| WHAT YOU NEED TO DO |
Show every line below where "Oslo" appears.

| EXTRACTED DATA |
//! Bounded, non-evicting memoization of bound records.
//!
//! Keys are `(offset, size, target type)`: the same encoded value bound into two
//! different record types gets two entries. Once `capacity` entries have been
//! accepted, further inserts are rejected; nothing is ever evicted.
//!
//! # Thread Safety
//!
//! Inserts are gated by an atomic counter: a relaxed capacity check, then an
//! increment whose result is checked again before the entry is stored. Racing
//! inserts can push the counter past `capacity`, which only means a few values
//! that would have fit are not cached. `try_insert` returning `false` means
//! "not cached", never an error. Entries live in hash shards behind their own
//! `RwLock`s so lookups from many threads rarely contend.

use rustc_hash::{FxHashMap, FxHasher};
use std::any::{Any, TypeId};
use std::hash::{Hash, Hasher};
use std::sync::atomic::{AtomicUsize, Ordering};
use std::sync::{Arc, PoisonError, RwLock};

const SHARD_COUNT: usize = 16;

/// Identity of one cached value
#[derive(Debug, Clone, Copy, PartialEq, Eq, Hash)]
pub struct CacheKey {
    /// Absolute offset of the encoded value
    pub offset: u64,
    /// Size field of the value's control header
    pub size: u64,
    /// Record type the value was bound to
    pub type_id: TypeId,
}

impl CacheKey {
    /// Key for a value bound to `T`
    pub fn of<T: Any>(offset: u64, size: u64) -> Self {
        Self {
            offset,
            size,
            type_id: TypeId::of::<T>(),
        }
    }
}

type Entry = Arc<dyn Any + Send + Sync>;
type Shard = RwLock<FxHashMap<CacheKey, Entry>>;

/// Concurrent non-evicting cache
pub struct DecodeCache {
    capacity: usize,
    count: AtomicUsize,
    shards: Box<[Shard]>,
}

impl DecodeCache {
    /// Create a cache that accepts up to `capacity` entries
    pub fn new(capacity: usize) -> Self {
        let shards = (0..SHARD_COUNT)
            .map(|_| RwLock::new(FxHashMap::default()))
            .collect();
        Self {
            capacity,
            count: AtomicUsize::new(0),
            shards,
        }
    }

    fn shard(&self, key: &CacheKey) -> &Shard {
        let mut hasher = FxHasher::default();
        key.hash(&mut hasher);
        &self.shards[hasher.finish() as usize % SHARD_COUNT]
    }

    /// Look up a value previously stored for `key`
    pub fn get<T: Any + Send + Sync>(&self, key: &CacheKey) -> Option<Arc<T>> {
        let shard = self.shard(key).read().unwrap_or_else(PoisonError::into_inner);
        let entry = shard.get(key)?.clone();
        drop(shard);
        entry.downcast::<T>().ok()
    }

    /// Store `value` unless the cache is full or the key is already present.
    ///
    /// Returns `true` if the value was stored.
    pub fn try_insert<T: Any + Send + Sync>(&self, key: CacheKey, value: Arc<T>) -> bool {
        if self.count.load(Ordering::Relaxed) >= self.capacity {
            return false;
        }
        if self.count.fetch_add(1, Ordering::AcqRel) >= self.capacity {
            tracing::trace!(offset = key.offset, "cache full, rejecting insert");
            return false;
        }

        let mut shard = self.shard(&key).write().unwrap_or_else(PoisonError::into_inner);
        if shard.contains_key(&key) {
            self.count.fetch_sub(1, Ordering::AcqRel);
            return false;
        }
        shard.insert(key, value);
        true
    }

    /// Number of stored entries
    pub fn len(&self) -> usize {
        self.shards
            .iter()
            .map(|s| s.read().unwrap_or_else(PoisonError::into_inner).len())
            .sum()
    }

    /// True when nothing has been stored
    pub fn is_empty(&self) -> bool {
        self.len() == 0
    }

    /// Maximum number of accepted inserts
    pub fn capacity(&self) -> usize {
        self.capacity
    }
}

impl std::fmt::Debug for DecodeCache {
    fn fmt(&self, f: &mut std::fmt::Formatter<'_>) -> std::fmt::Result {
        f.debug_struct("DecodeCache")
            .field("capacity", &self.capacity)
            .field("len", &self.len())
            .finish()
    }
}
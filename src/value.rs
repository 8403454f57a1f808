//! Decoded data values
//!
//! [`DataValue`] is the generic structured value produced by the decoder: one
//! variant per MaxMind DB data type. Pointers never appear here because the
//! decoder always follows them.

use indexmap::IndexMap;
use serde::ser::{Serialize, Serializer};

/// Insertion-ordered map of string keys to values
///
/// Keys keep the order in which they were encoded. A repeated key overwrites the
/// earlier value but keeps the earlier position.
pub type Map = IndexMap<String, DataValue>;

/// Data value decoded from the data section
#[derive(Debug, Clone, PartialEq)]
pub enum DataValue {
    /// UTF-8 string
    String(String),
    /// IEEE 754 double precision float
    Double(f64),
    /// Raw byte array
    Bytes(Vec<u8>),
    /// Unsigned 16-bit integer
    Uint16(u16),
    /// Unsigned 32-bit integer
    Uint32(u32),
    /// Key-value map (string keys only)
    Map(Map),
    /// Signed 32-bit integer
    Int32(i32),
    /// Unsigned 64-bit integer
    Uint64(u64),
    /// Unsigned 128-bit integer
    Uint128(u128),
    /// Array of values
    Array(Vec<DataValue>),
    /// Boolean value
    Bool(bool),
    /// IEEE 754 single precision float
    Float(f32),
}

/// One step of a path into nested maps and arrays
#[derive(Debug, Clone, Copy, PartialEq, Eq)]
pub enum PathElement<'a> {
    /// Key of a map
    Key(&'a str),
    /// Index of an array; negative values count from the end (`-1` is the last)
    Index(isize),
}

impl<'a> From<&'a str> for PathElement<'a> {
    fn from(key: &'a str) -> Self {
        PathElement::Key(key)
    }
}

impl From<isize> for PathElement<'_> {
    fn from(index: isize) -> Self {
        PathElement::Index(index)
    }
}

impl DataValue {
    /// Name of the MaxMind DB type this value was decoded from
    pub fn type_name(&self) -> &'static str {
        match self {
            DataValue::String(_) => "utf8_string",
            DataValue::Double(_) => "double",
            DataValue::Bytes(_) => "bytes",
            DataValue::Uint16(_) => "uint16",
            DataValue::Uint32(_) => "uint32",
            DataValue::Map(_) => "map",
            DataValue::Int32(_) => "int32",
            DataValue::Uint64(_) => "uint64",
            DataValue::Uint128(_) => "uint128",
            DataValue::Array(_) => "array",
            DataValue::Bool(_) => "boolean",
            DataValue::Float(_) => "float",
        }
    }

    /// Look up a key if this is a map
    pub fn get(&self, key: &str) -> Option<&DataValue> {
        self.as_map()?.get(key)
    }

    /// Follow a path of map keys and array indexes
    ///
    /// ```
    /// use mmdb_lookup::{DataValue, PathElement};
    ///
    /// let mut names = mmdb_lookup::Map::new();
    /// names.insert("en".to_string(), DataValue::String("Germany".to_string()));
    /// let mut country = mmdb_lookup::Map::new();
    /// country.insert("names".to_string(), DataValue::Map(names));
    /// let value = DataValue::Map(country);
    ///
    /// let name = value.get_path(&[PathElement::Key("names"), PathElement::Key("en")]);
    /// assert_eq!(name.and_then(DataValue::as_str), Some("Germany"));
    /// ```
    pub fn get_path(&self, path: &[PathElement<'_>]) -> Option<&DataValue> {
        path.iter().try_fold(self, |current, element| match (current, element) {
            (DataValue::Map(m), PathElement::Key(k)) => m.get(*k),
            (DataValue::Array(a), PathElement::Index(i)) => {
                let index = if *i < 0 {
                    a.len().checked_sub(i.unsigned_abs())?
                } else {
                    *i as usize
                };
                a.get(index)
            }
            _ => None,
        })
    }

    /// Borrow as a string
    pub fn as_str(&self) -> Option<&str> {
        match self {
            DataValue::String(s) => Some(s),
            _ => None,
        }
    }

    /// Any non-negative integer that fits in a `u64`
    pub fn as_u64(&self) -> Option<u64> {
        match self {
            DataValue::Uint16(v) => Some(*v as u64),
            DataValue::Uint32(v) => Some(*v as u64),
            DataValue::Uint64(v) => Some(*v),
            DataValue::Uint128(v) => u64::try_from(*v).ok(),
            DataValue::Int32(v) => u64::try_from(*v).ok(),
            _ => None,
        }
    }

    /// Either floating point type, widened to `f64`
    pub fn as_f64(&self) -> Option<f64> {
        match self {
            DataValue::Double(v) => Some(*v),
            DataValue::Float(v) => Some(*v as f64),
            _ => None,
        }
    }

    /// Boolean value
    pub fn as_bool(&self) -> Option<bool> {
        match self {
            DataValue::Bool(b) => Some(*b),
            _ => None,
        }
    }

    /// Borrow the map
    pub fn as_map(&self) -> Option<&Map> {
        match self {
            DataValue::Map(m) => Some(m),
            _ => None,
        }
    }

    /// Borrow the array
    pub fn as_array(&self) -> Option<&[DataValue]> {
        match self {
            DataValue::Array(a) => Some(a),
            _ => None,
        }
    }

    /// Borrow raw bytes
    pub fn as_bytes(&self) -> Option<&[u8]> {
        match self {
            DataValue::Bytes(b) => Some(b),
            _ => None,
        }
    }

    /// Convert to a JSON value.
    ///
    /// `uint128` values beyond `u64::MAX` become decimal strings; non-finite
    /// floats become `null`.
    pub fn to_json(&self) -> serde_json::Value {
        serde_json::to_value(self).unwrap_or(serde_json::Value::Null)
    }
}

impl Serialize for DataValue {
    fn serialize<S: Serializer>(&self, serializer: S) -> Result<S::Ok, S::Error> {
        match self {
            DataValue::String(s) => serializer.serialize_str(s),
            DataValue::Double(v) => serializer.serialize_f64(*v),
            DataValue::Bytes(b) => serializer.collect_seq(b.iter()),
            DataValue::Uint16(v) => serializer.serialize_u16(*v),
            DataValue::Uint32(v) => serializer.serialize_u32(*v),
            DataValue::Map(m) => serializer.collect_map(m.iter()),
            DataValue::Int32(v) => serializer.serialize_i32(*v),
            DataValue::Uint64(v) => serializer.serialize_u64(*v),
            DataValue::Uint128(v) => match u64::try_from(*v) {
                Ok(small) => serializer.serialize_u64(small),
                Err(_) => serializer.collect_str(v),
            },
            DataValue::Array(a) => serializer.collect_seq(a.iter()),
            DataValue::Bool(b) => serializer.serialize_bool(*b),
            DataValue::Float(v) => serializer.serialize_f32(*v),
        }
    }
}
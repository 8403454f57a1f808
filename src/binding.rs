//! Statically declared binding of decoded maps into typed records.
//!
//! A record type lists its fields once, as a table of [`FieldSpec`]s, and builds
//! itself from the resolved [`FieldValues`]. Nothing is discovered at runtime:
//! the table is a `const` on the [`Record`] impl.
//!
//! Each field descriptor carries:
//! - `key`: the map key the value is read from
//! - `always_materialize`: produce an empty value (empty string, map, list)
//!   instead of "absent" when the key is missing
//! - `injected`: the name of a caller-supplied value that replaces whatever the
//!   database holds for this field
//!
//! ```
//! use mmdb_lookup::binding::{bind, FieldSpec, FieldValues, Record};
//! use mmdb_lookup::{DataValue, Map, Result};
//!
//! struct City {
//!     name: Option<String>,
//!     postal_codes: Vec<String>,
//! }
//!
//! impl Record for City {
//!     const FIELDS: &'static [FieldSpec] = &[
//!         FieldSpec::new("name"),
//!         FieldSpec::new("postal_codes").always_materialize(),
//!     ];
//!
//!     fn from_fields(mut fields: FieldValues) -> Result<Self> {
//!         Ok(City {
//!             name: fields.get("name")?,
//!             postal_codes: fields.get("postal_codes")?.unwrap_or_default(),
//!         })
//!     }
//! }
//!
//! let mut map = Map::new();
//! map.insert("name".to_string(), DataValue::String("Oslo".to_string()));
//! let city: City = bind(&DataValue::Map(map), None)?;
//! assert_eq!(city.name.as_deref(), Some("Oslo"));
//! assert!(city.postal_codes.is_empty());
//! # Ok::<(), mmdb_lookup::MmdbError>(())
//! ```

use crate::error::{MmdbError, Result};
use crate::value::{DataValue, Map};
use std::collections::{BTreeMap, HashMap};

/// Values supplied by the caller for fields declared with [`FieldSpec::injected`]
pub type Injectables = HashMap<String, DataValue>;

/// Declaration of one record field
#[derive(Debug, Clone, Copy, PartialEq, Eq)]
pub struct FieldSpec {
    /// Map key the field is read from
    pub key: &'static str,
    /// Produce an empty value when the key is absent
    pub always_materialize: bool,
    /// Name of an injectable value that overrides the database content
    pub injected: Option<&'static str>,
}

impl FieldSpec {
    /// Plain field read from `key`
    pub const fn new(key: &'static str) -> Self {
        Self {
            key,
            always_materialize: false,
            injected: None,
        }
    }

    /// Mark the field as always materialized
    pub const fn always_materialize(mut self) -> Self {
        self.always_materialize = true;
        self
    }

    /// Take the field from the injectable named `name` when one is supplied
    pub const fn injected(mut self, name: &'static str) -> Self {
        self.injected = Some(name);
        self
    }
}

/// A type that can be built from a decoded map
pub trait Record: Sized {
    /// Field table, resolved in order
    const FIELDS: &'static [FieldSpec];

    /// Build the record from the resolved field values
    fn from_fields(fields: FieldValues) -> Result<Self>;
}

/// Conversion from a decoded value into a field type
pub trait FromValue: Sized {
    /// Convert, failing on a type mismatch
    fn from_value(value: DataValue) -> Result<Self>;

    /// Value used for an absent, always-materialized field
    fn empty() -> Option<Self> {
        None
    }
}

/// Field values resolved against one map, consumed by [`Record::from_fields`]
#[derive(Debug)]
pub struct FieldValues {
    specs: &'static [FieldSpec],
    values: Vec<Option<DataValue>>,
}

impl FieldValues {
    fn position(&self, key: &str) -> Result<usize> {
        self.specs
            .iter()
            .position(|spec| spec.key == key)
            .ok_or_else(|| MmdbError::UndeclaredField(key.to_string()))
    }

    /// Take the raw value of a declared field
    pub fn take(&mut self, key: &str) -> Result<Option<DataValue>> {
        let index = self.position(key)?;
        Ok(self.values[index].take())
    }

    /// Take and convert a declared field.
    ///
    /// Absent fields give `None`, unless the field is always materialized and
    /// the target type has an empty value.
    pub fn get<T: FromValue>(&mut self, key: &str) -> Result<Option<T>> {
        let index = self.position(key)?;
        match self.values[index].take() {
            Some(value) => T::from_value(value)
                .map(Some)
                .map_err(|e| MmdbError::invalid_database(format!("field '{}': {}", key, e))),
            None if self.specs[index].always_materialize => Ok(T::empty()),
            None => Ok(None),
        }
    }

    /// Take and convert a field that must be present
    pub fn required<T: FromValue>(&mut self, key: &str) -> Result<T> {
        self.get(key)?.ok_or_else(|| {
            MmdbError::invalid_database(format!("required field '{}' not found", key))
        })
    }
}

/// Bind a decoded map into a record
///
/// # Errors
///
/// Fails when `value` is not a map or when a field has an unexpected type.
pub fn bind<T: Record>(value: &DataValue, injectables: Option<&Injectables>) -> Result<T> {
    let map = value.as_map().ok_or_else(|| {
        MmdbError::invalid_database(format!(
            "cannot bind a {} to a record, expected a map",
            value.type_name()
        ))
    })?;

    let values = T::FIELDS
        .iter()
        .map(|spec| {
            let injected = spec
                .injected
                .and_then(|name| injectables.and_then(|i| i.get(name)));
            injected.or_else(|| map.get(spec.key)).cloned()
        })
        .collect();

    T::from_fields(FieldValues {
        specs: T::FIELDS,
        values,
    })
}

fn mismatch(expected: &str, value: &DataValue) -> MmdbError {
    MmdbError::invalid_database(format!(
        "expected {}, found {}",
        expected,
        value.type_name()
    ))
}

impl FromValue for DataValue {
    fn from_value(value: DataValue) -> Result<Self> {
        Ok(value)
    }
}

impl FromValue for String {
    fn from_value(value: DataValue) -> Result<Self> {
        match value {
            DataValue::String(s) => Ok(s),
            other => Err(mismatch("a string", &other)),
        }
    }

    fn empty() -> Option<Self> {
        Some(String::new())
    }
}

impl FromValue for bool {
    fn from_value(value: DataValue) -> Result<Self> {
        value.as_bool().ok_or_else(|| mismatch("a boolean", &value))
    }
}

impl FromValue for f64 {
    fn from_value(value: DataValue) -> Result<Self> {
        value.as_f64().ok_or_else(|| mismatch("a floating point number", &value))
    }
}

impl FromValue for u64 {
    fn from_value(value: DataValue) -> Result<Self> {
        value.as_u64().ok_or_else(|| mismatch("an unsigned integer", &value))
    }
}

impl FromValue for u32 {
    fn from_value(value: DataValue) -> Result<Self> {
        let n = u64::from_value(value)?;
        u32::try_from(n)
            .map_err(|_| MmdbError::invalid_database(format!("{} does not fit in 32 bits", n)))
    }
}

impl FromValue for u16 {
    fn from_value(value: DataValue) -> Result<Self> {
        let n = u64::from_value(value)?;
        u16::try_from(n)
            .map_err(|_| MmdbError::invalid_database(format!("{} does not fit in 16 bits", n)))
    }
}

impl FromValue for i64 {
    fn from_value(value: DataValue) -> Result<Self> {
        match value {
            DataValue::Int32(v) => Ok(v as i64),
            other => {
                let n = u64::from_value(other)?;
                i64::try_from(n)
                    .map_err(|_| MmdbError::invalid_database(format!("{} does not fit in i64", n)))
            }
        }
    }
}

impl<T: FromValue> FromValue for Vec<T> {
    fn from_value(value: DataValue) -> Result<Self> {
        match value {
            DataValue::Array(items) => items.into_iter().map(T::from_value).collect(),
            other => Err(mismatch("an array", &other)),
        }
    }

    fn empty() -> Option<Self> {
        Some(Vec::new())
    }
}

impl<T: FromValue> FromValue for BTreeMap<String, T> {
    fn from_value(value: DataValue) -> Result<Self> {
        match value {
            DataValue::Map(entries) => entries
                .into_iter()
                .map(|(k, v)| T::from_value(v).map(|v| (k, v)))
                .collect(),
            other => Err(mismatch("a map", &other)),
        }
    }

    fn empty() -> Option<Self> {
        Some(BTreeMap::new())
    }
}

impl FromValue for Map {
    fn from_value(value: DataValue) -> Result<Self> {
        match value {
            DataValue::Map(entries) => Ok(entries),
            other => Err(mismatch("a map", &other)),
        }
    }

    fn empty() -> Option<Self> {
        Some(Map::new())
    }
}

impl<T: Record> FromValue for Nested<T> {
    fn from_value(value: DataValue) -> Result<Self> {
        bind(&value, None).map(Nested)
    }
}

/// Wrapper that binds a nested map into another [`Record`]
#[derive(Debug, Clone, PartialEq)]
pub struct Nested<T>(pub T);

| ANSWER BOX |
//! map.insert("name".to_string(), DataValue::String("Oslo".to_string()));
//! assert_eq!(city.name.as_deref(), Some("Oslo"));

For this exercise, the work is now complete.